» WHAT YOU WILL DO
Your answer should repeat every line of the records below in which the word "checked" appears.

[Dataset records]

:::

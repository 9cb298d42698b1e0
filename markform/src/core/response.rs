//! Mutable fill state, keyed by field id.
//!
//! Every [`Response`] stored in a [`Responses`] map has been checked against
//! its field's kind at insertion time, so downstream code can match the value
//! variant without re-checking.

use std::collections::BTreeMap;

use serde::{Deserialize, Serialize};

use crate::core::model::{CheckboxMode, Field, Form, Kind};

pub const SKIP_SENTINEL: &str = "%SKIP%";
pub const ABORT_SENTINEL: &str = "%ABORT%";

/// Per-option state of a checkboxes field.
#[derive(Debug, Clone, Copy, PartialEq, Eq, Hash, PartialOrd, Ord, Serialize, Deserialize)]
#[serde(rename_all = "snake_case")]
pub enum CheckboxState {
    Todo,
    Done,
    Incomplete,
    Active,
    Na,
    Unfilled,
    Yes,
    No,
}

impl CheckboxState {
    /// Initial state of every option in a given mode.
    pub fn initial(mode: CheckboxMode) -> Self {
        match mode {
            CheckboxMode::Multi | CheckboxMode::Simple => CheckboxState::Todo,
            CheckboxMode::Explicit => CheckboxState::Unfilled,
        }
    }

    pub fn allowed_in(self, mode: CheckboxMode) -> bool {
        match mode {
            CheckboxMode::Multi => matches!(
                self,
                CheckboxState::Todo
                    | CheckboxState::Done
                    | CheckboxState::Incomplete
                    | CheckboxState::Active
                    | CheckboxState::Na
            ),
            CheckboxMode::Simple => matches!(self, CheckboxState::Todo | CheckboxState::Done),
            CheckboxMode::Explicit => matches!(
                self,
                CheckboxState::Unfilled | CheckboxState::Yes | CheckboxState::No
            ),
        }
    }

    /// Terminal states count toward completion.
    pub fn is_terminal(self) -> bool {
        matches!(
            self,
            CheckboxState::Done | CheckboxState::Na | CheckboxState::Yes | CheckboxState::No
        )
    }

    /// Character between the brackets of a checklist line.
    pub fn token(self) -> char {
        match self {
            CheckboxState::Todo | CheckboxState::Unfilled => ' ',
            CheckboxState::Done => 'x',
            CheckboxState::Incomplete => '/',
            CheckboxState::Active => '*',
            CheckboxState::Na => '-',
            CheckboxState::Yes => 'y',
            CheckboxState::No => 'n',
        }
    }

    pub fn from_token(mode: CheckboxMode, token: char) -> Option<Self> {
        let state = match (mode, token) {
            (CheckboxMode::Explicit, ' ') => CheckboxState::Unfilled,
            (_, ' ') => CheckboxState::Todo,
            (_, 'x' | 'X') => CheckboxState::Done,
            (_, '/') => CheckboxState::Incomplete,
            (_, '*') => CheckboxState::Active,
            (_, '-') => CheckboxState::Na,
            (_, 'y' | 'Y') => CheckboxState::Yes,
            (_, 'n' | 'N') => CheckboxState::No,
            _ => return None,
        };
        state.allowed_in(mode).then_some(state)
    }

    pub fn as_str(self) -> &'static str {
        match self {
            CheckboxState::Todo => "todo",
            CheckboxState::Done => "done",
            CheckboxState::Incomplete => "incomplete",
            CheckboxState::Active => "active",
            CheckboxState::Na => "na",
            CheckboxState::Unfilled => "unfilled",
            CheckboxState::Yes => "yes",
            CheckboxState::No => "no",
        }
    }
}

/// One table cell. Missing cells are absent from the row map.
#[derive(Debug, Clone, PartialEq, Eq, Serialize, Deserialize)]
#[serde(tag = "state", rename_all = "snake_case")]
pub enum Cell {
    Value { text: String },
    Skipped { reason: Option<String> },
    Aborted { reason: Option<String> },
}

impl Cell {
    pub fn text(text: impl Into<String>) -> Self {
        Cell::Value { text: text.into() }
    }
}

#[derive(Debug, Clone, Default, PartialEq, Eq, Serialize, Deserialize)]
pub struct TableRow {
    pub cells: BTreeMap<String, Cell>,
}

impl TableRow {
    pub fn cell(&self, column_id: &str) -> Option<&Cell> {
        self.cells.get(column_id)
    }
}

/// A kind-matched answer value.
#[derive(Debug, Clone, PartialEq, Serialize, Deserialize)]
#[serde(tag = "kind", content = "value", rename_all = "snake_case")]
pub enum FieldValue {
    String(String),
    Number(f64),
    StringList(Vec<String>),
    Url(String),
    UrlList(Vec<String>),
    /// `YYYY-MM-DD`; calendar validity is checked by the validator.
    Date(String),
    Year(i32),
    SingleSelect(String),
    MultiSelect(Vec<String>),
    Checkboxes(BTreeMap<String, CheckboxState>),
    Table(Vec<TableRow>),
}

impl FieldValue {
    pub fn kind(&self) -> Kind {
        match self {
            FieldValue::String(_) => Kind::String,
            FieldValue::Number(_) => Kind::Number,
            FieldValue::StringList(_) => Kind::StringList,
            FieldValue::Url(_) => Kind::Url,
            FieldValue::UrlList(_) => Kind::UrlList,
            FieldValue::Date(_) => Kind::Date,
            FieldValue::Year(_) => Kind::Year,
            FieldValue::SingleSelect(_) => Kind::SingleSelect,
            FieldValue::MultiSelect(_) => Kind::MultiSelect,
            FieldValue::Checkboxes(_) => Kind::Checkboxes,
            FieldValue::Table(_) => Kind::Table,
        }
    }
}

#[derive(Debug, Clone, Copy, PartialEq, Eq, Hash, Serialize, Deserialize)]
#[serde(rename_all = "snake_case")]
pub enum ResponseState {
    Unanswered,
    Answered,
    Skipped,
    Aborted,
}

#[derive(Debug, Clone, Default, PartialEq, Serialize, Deserialize)]
#[serde(tag = "state", rename_all = "snake_case")]
pub enum Response {
    #[default]
    Unanswered,
    Answered {
        value: FieldValue,
    },
    Skipped {
        reason: Option<String>,
    },
    Aborted {
        reason: Option<String>,
    },
}

impl Response {
    pub fn answered(value: FieldValue) -> Self {
        Response::Answered { value }
    }

    pub fn state(&self) -> ResponseState {
        match self {
            Response::Unanswered => ResponseState::Unanswered,
            Response::Answered { .. } => ResponseState::Answered,
            Response::Skipped { .. } => ResponseState::Skipped,
            Response::Aborted { .. } => ResponseState::Aborted,
        }
    }

    pub fn value(&self) -> Option<&FieldValue> {
        match self {
            Response::Answered { value } => Some(value),
            _ => None,
        }
    }

    /// Skipped and aborted responses resolve a field without a value.
    pub fn is_resolved_without_value(&self) -> bool {
        matches!(self, Response::Skipped { .. } | Response::Aborted { .. })
    }
}

/// Raised when a response value does not match its field's kind.
#[derive(Debug, Clone, PartialEq, Eq, thiserror::Error)]
#[error("field '{field_id}' is {expected} but the value is {found}")]
pub struct KindMismatch {
    pub field_id: String,
    pub expected: Kind,
    pub found: Kind,
}

/// Response map covering every field of one form.
#[derive(Debug, Clone, Default, PartialEq, Serialize, Deserialize)]
pub struct Responses {
    entries: BTreeMap<String, Response>,
}

impl Responses {
    /// Every field of `form` starts unanswered.
    pub fn empty(form: &Form) -> Self {
        let entries = form
            .fields()
            .map(|field| (field.id.clone(), Response::Unanswered))
            .collect();
        Self { entries }
    }

    pub fn get(&self, field_id: &str) -> Option<&Response> {
        self.entries.get(field_id)
    }

    /// Response for a field, `Unanswered` when the id is unknown.
    pub fn state_of(&self, field_id: &str) -> ResponseState {
        self.get(field_id)
            .map_or(ResponseState::Unanswered, Response::state)
    }

    pub fn iter(&self) -> impl Iterator<Item = (&str, &Response)> {
        self.entries.iter().map(|(id, response)| (id.as_str(), response))
    }

    /// Store a response after checking it against the field's kind.
    pub(crate) fn set(&mut self, field: &Field, response: Response) -> Result<(), KindMismatch> {
        if let Some(value) = response.value() {
            if value.kind() != field.kind() {
                return Err(KindMismatch {
                    field_id: field.id.clone(),
                    expected: field.kind(),
                    found: value.kind(),
                });
            }
        }
        self.entries.insert(field.id.clone(), response);
        Ok(())
    }
}

/// Render `%SKIP%`/`%ABORT%` with an optional parenthesized reason.
pub fn render_sentinel(sentinel: &str, reason: Option<&str>) -> String {
    match reason {
        Some(reason) => format!("{sentinel} ({reason})"),
        None => sentinel.to_string(),
    }
}

/// A `%SKIP%` or `%ABORT%` value with its optional reason.
#[derive(Debug, Clone, PartialEq, Eq)]
pub enum Sentinel {
    Skip(Option<String>),
    Abort(Option<String>),
}

/// Recognize a whole value that is a sentinel with an optional reason.
pub fn parse_sentinel(text: &str) -> Option<Sentinel> {
    let text = text.trim();
    let (rest, skip) = if let Some(rest) = text.strip_prefix(SKIP_SENTINEL) {
        (rest, true)
    } else if let Some(rest) = text.strip_prefix(ABORT_SENTINEL) {
        (rest, false)
    } else {
        return None;
    };
    let rest = rest.trim();
    let reason = if rest.is_empty() {
        None
    } else {
        let inner = rest.strip_prefix('(')?.strip_suffix(')')?.trim();
        (!inner.is_empty()).then(|| inner.to_string())
    };
    Some(if skip {
        Sentinel::Skip(reason)
    } else {
        Sentinel::Abort(reason)
    })
}

/// True when text begins with a reserved sentinel token.
pub fn is_reserved(text: &str) -> bool {
    let text = text.trim_start();
    text.starts_with(SKIP_SENTINEL) || text.starts_with(ABORT_SENTINEL)
}

#[cfg(test)]
mod tests {
    use super::*;
    use crate::test_support::{form_with_fields, string_field};

    #[test]
    fn checkbox_tokens_are_mode_specific() {
        assert_eq!(
            CheckboxState::from_token(CheckboxMode::Multi, '/'),
            Some(CheckboxState::Incomplete)
        );
        assert_eq!(CheckboxState::from_token(CheckboxMode::Simple, '/'), None);
        assert_eq!(
            CheckboxState::from_token(CheckboxMode::Explicit, ' '),
            Some(CheckboxState::Unfilled)
        );
        assert_eq!(CheckboxState::from_token(CheckboxMode::Explicit, 'x'), None);
        assert_eq!(CheckboxState::from_token(CheckboxMode::Multi, '?'), None);
    }

    #[test]
    fn sentinels_parse_with_and_without_reason() {
        assert_eq!(parse_sentinel("%SKIP%"), Some(Sentinel::Skip(None)));
        assert_eq!(
            parse_sentinel(" %ABORT% (source offline) "),
            Some(Sentinel::Abort(Some("source offline".to_string())))
        );
        assert_eq!(parse_sentinel("%SKIP% trailing"), None);
        assert_eq!(parse_sentinel("skip"), None);
        assert_eq!(
            render_sentinel(SKIP_SENTINEL, Some("n/a")),
            "%SKIP% (n/a)".to_string()
        );
    }

    #[test]
    fn set_rejects_value_of_wrong_kind() {
        let form = form_with_fields(vec![string_field("name", true)]);
        let mut responses = Responses::empty(&form);
        let field = form.field("name").expect("field");

        let err = responses
            .set(field, Response::answered(FieldValue::Number(3.0)))
            .expect_err("kind mismatch");
        assert_eq!(err.expected, Kind::String);
        assert_eq!(err.found, Kind::Number);
        assert_eq!(responses.state_of("name"), ResponseState::Unanswered);

        responses
            .set(field, Response::Skipped { reason: None })
            .expect("skip has no value");
        assert_eq!(responses.state_of("name"), ResponseState::Skipped);
    }
}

:::

» OUTPUT OF THE EXERCISE
//! Every [`Response`] stored in a [`Responses`] map has been checked against
    /// `YYYY-MM-DD`; calendar validity is checked by the validator.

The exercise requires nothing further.